- Proposal close to a 40% premium to last night’s price
- Former chief executive leading the consortium
- Well-timed offer as the business is on a strong footing
Shares in AIM-traded logistics and freight management firm Xpediator (XPD:AIM) jumped 30% to 39.5p after the group revealed it had been approached by a consortium with a cash proposal to buy the business.
The proposal, pitched at 42p per share, represents a 39% premium to last night’s closing price of 30.25p per share.
WHO IS BEHIND THE PROPOSAL?
The consortium making the proposal includes the group’s largest shareholder Cogels Investments, a holding company controlled by former chief executive Stephen Blyth; a Baltic private equity fund; and Justas Versnickas, the managing director and 20% shareholder of Delamode Baltics, a subsidiary of Xpediator.

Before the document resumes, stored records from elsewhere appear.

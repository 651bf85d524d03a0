// File: crates/plot-core/src/error.rs
// Summary: Error type shared by range analysis, layout and rendering.

use thiserror::Error;

pub type ChartResult<T> = Result<T, ChartError>;

#[derive(Debug, Clone, PartialEq, Error)]
pub enum ChartError {
    #[error("data series is empty")]
    EmptyInput,

    #[error("sample at index {index} is not a finite number")]
    NonFiniteSample { index: usize },

    #[error("x and y series differ in length: x={x_len}, y={y_len}")]
    LengthMismatch { x_len: usize, y_len: usize },

    #[error("invalid plot rectangle: left={left}, top={top}, right={right}, bottom={bottom}")]
    InvalidPlotRect { left: i32, top: i32, right: i32, bottom: i32 },
}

Cogels owns 26.7% of the company, and the board said the consortium also had the support of Xpediator’s two largest independent shareholders, Shaun Godfrey and Sandu Grigore, who between them own 27.1% of the shares.
That would give the bidders control over 53.8% of the share capital which should be enough to secure a deal.
WHY TAKE THE COMPANY OVER NOW?
While the 39% premium to last night’s close may seem attractive at first glance, the offer price of 42p per share is roughly half the level the shares were trading at as recently as August last year.
The timing is opportune as the business has been trading well thanks to a strong performance from its freight forwarding operations in Bulgaria, Lithuania and Romania.
Meanwhile, the UK operations have been reorganised along the lines of the group’s successful Baltic business and net debt has stabilised.
Revenues for the nine months to September were around £300 million compared with £297 million for the whole of 2021, while reduced costs mean cash generation is much improved compared with last year.
‘The business is comfortably on track to meet management profit expectations for the full year with demand for our services remaining strong across all three divisions,’ said chief executive Mike Stone last month.